Each line that includes the word "event" should be copied from the records.

Dataset entries:
====================

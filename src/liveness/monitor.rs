// Package liveness provides the countdown-based worker failure detector.

use std::sync::Arc;
use std::time::Duration;
use tokio::time::{interval, MissedTickBehavior};
use tokio_util::sync::CancellationToken;
use tracing::{debug, info, warn};

use crate::error::Result;
use crate::metrics;
use crate::model::WorkerStatus;
use crate::registry::{Registry, Tick};

/// Declares workers down after `max_countdown` ticks without a heartbeat.
///
/// Heartbeats and ticks both go through the registry lock, so a reset can
/// never be lost to a concurrent decrement.
pub struct LivenessMonitor {
    registry: Arc<Registry>,
    max_countdown: i64,
    interval: Duration,
}

impl LivenessMonitor {
    pub fn new(registry: Arc<Registry>, max_countdown: i64, interval: Duration) -> Self {
        Self {
            registry,
            max_countdown,
            interval,
        }
    }

    pub fn max_countdown(&self) -> i64 {
        self.max_countdown
    }

    /// Resets the countdown of `worker_id` and marks it up.
    pub fn heartbeat(&self, worker_id: &str) -> Result<()> {
        let previous = self.registry.heartbeat(worker_id, self.max_countdown)?;
        if previous != WorkerStatus::Up {
            info!(
                component = "liveness",
                event = "worker_up",
                worker = worker_id,
                previous = %previous,
                "worker is up"
            );
        } else {
            debug!(component = "liveness", event = "heartbeat", worker = worker_id, "heartbeat received");
        }
        Ok(())
    }

    /// Runs one decrement round.
    pub fn tick(&self) -> Tick {
        let tick = self.registry.tick();
        for worker in &tick.went_down {
            warn!(
                component = "liveness",
                event = "worker_down",
                worker = %worker,
                "no heartbeat within countdown, worker is down"
            );
        }
        if !tick.went_down.is_empty() {
            metrics::add_workers_down(tick.went_down.len() as u64);
        }
        tick
    }

    /// Ticks every `interval` until `shutdown_token` is cancelled.
    pub async fn run(self: Arc<Self>, shutdown_token: CancellationToken) {
        let mut ticker = interval(self.interval);
        ticker.set_missed_tick_behavior(MissedTickBehavior::Skip);
        // The first tick completes immediately.
        ticker.tick().await;

        info!(
            component = "liveness",
            event = "started",
            interval = ?self.interval,
            max_countdown = self.max_countdown,
            "liveness monitor started"
        );

        loop {
            tokio::select! {
                _ = shutdown_token.cancelled() => {
                    info!(component = "liveness", event = "stopped", "liveness monitor stopped");
                    return;
                }
                _ = ticker.tick() => {
                    self.tick();
                }
            }
        }
    }
}
// HTTP API controllers for the manager endpoints.

pub mod controller;
pub mod heartbeat;
pub mod instances;
pub mod metrics;
pub mod migrate;
pub mod response;
pub mod services;
pub mod workers;


// Re-export controller types for convenience
pub use heartbeat::HeartbeatController;
pub use instances::InstancesController;
pub use metrics::PrometheusMetricsController;
pub use migrate::MigrateController;
pub use services::ServicesController;
pub use workers::WorkersController;
//! Client side of the worker agent RPC contract.

pub mod artifact;
pub mod client;
mod hyper_transport;
pub mod transport;


// Re-export main types
pub use client::AgentClient;
pub use hyper_transport::HyperTransport;
pub use transport::{AgentRequest, AgentResponse, Transport};
//! Manager API listener.

use anyhow::{Context, Result};
use axum::Router;
use std::net::SocketAddr;
use std::sync::Arc;
use tokio::net::TcpListener;
use tokio_util::sync::CancellationToken;
use tracing::{error, info};

use crate::config::{Config, ConfigTrait};
use crate::controller::controller::Controller;
use crate::middleware::middleware::Middleware;

const DEFAULT_NAME: &str = "cm_manager";

#[async_trait::async_trait]
pub trait Server: Send + Sync {
    /// Serves until the shutdown token fires.
    async fn listen_and_serve(&self) -> Result<()>;
}

/// Axum router bound to the configured API port.
pub struct HttpServer {
    shutdown_token: CancellationToken,
    name: String,
    addr: SocketAddr,
    router: Router,
}

impl HttpServer {
    pub fn new(
        shutdown_token: CancellationToken,
        config: Config,
        controllers: Vec<Box<dyn Controller>>,
        middlewares: Vec<Box<dyn Middleware>>,
    ) -> Result<Arc<Self>> {
        let name = config
            .api()
            .and_then(|api| api.name.clone())
            .unwrap_or_else(|| DEFAULT_NAME.to_string());
        let addr = bind_addr(config.port())?;

        let router = controllers
            .iter()
            .fold(Router::new(), |router, controller| controller.add_route(router));
        // The first middleware ends up outermost.
        let router = middlewares
            .iter()
            .rev()
            .fold(router, |router, middleware| middleware.apply(router));

        Ok(Arc::new(Self {
            shutdown_token,
            name,
            addr,
            router,
        }))
    }

    pub fn addr(&self) -> SocketAddr {
        self.addr
    }

    async fn serve(&self) -> Result<()> {
        let listener = TcpListener::bind(self.addr)
            .await
            .with_context(|| format!("failed to bind manager API on {}", self.addr))?;
        info!(component = "server", event = "listening", name = %self.name, addr = %self.addr, "manager API listening");

        let token = self.shutdown_token.clone();
        let served = axum::serve(listener, self.router.clone())
            .with_graceful_shutdown(async move { token.cancelled().await })
            .await;

        match served {
            Ok(()) => {
                info!(component = "server", event = "stopped", name = %self.name, "manager API stopped");
                Ok(())
            }
            Err(e) => {
                error!(component = "server", event = "serve_failed", name = %self.name, error = %e, "manager API failed");
                Err(e.into())
            }
        }
    }
}

/// Accepts `8080` or `:8080` and listens on every interface.
fn bind_addr(port: &str) -> Result<SocketAddr> {
    let port: u16 = port
        .trim_start_matches(':')
        .parse()
        .with_context(|| format!("invalid API port {:?}", port))?;
    Ok(SocketAddr::from(([0, 0, 0, 0], port)))
}

#[async_trait::async_trait]
impl Server for HttpServer {
    async fn listen_and_serve(&self) -> Result<()> {
        self.serve().await
    }
}
mod server;

pub use server::{HttpServer, Server};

====================

THE COMPLETED TASK:
                event = "worker_up",
            debug!(component = "liveness", event = "heartbeat", worker = worker_id, "heartbeat received");
                event = "worker_down",
            event = "started",
                    info!(component = "liveness", event = "stopped", "liveness monitor stopped");
        info!(component = "server", event = "listening", name = %self.name, addr = %self.addr, "manager API listening");
                info!(component = "server", event = "stopped", name = %self.name, "manager API stopped");
                error!(component = "server", event = "serve_failed", name = %self.name, error = %e, "manager API failed");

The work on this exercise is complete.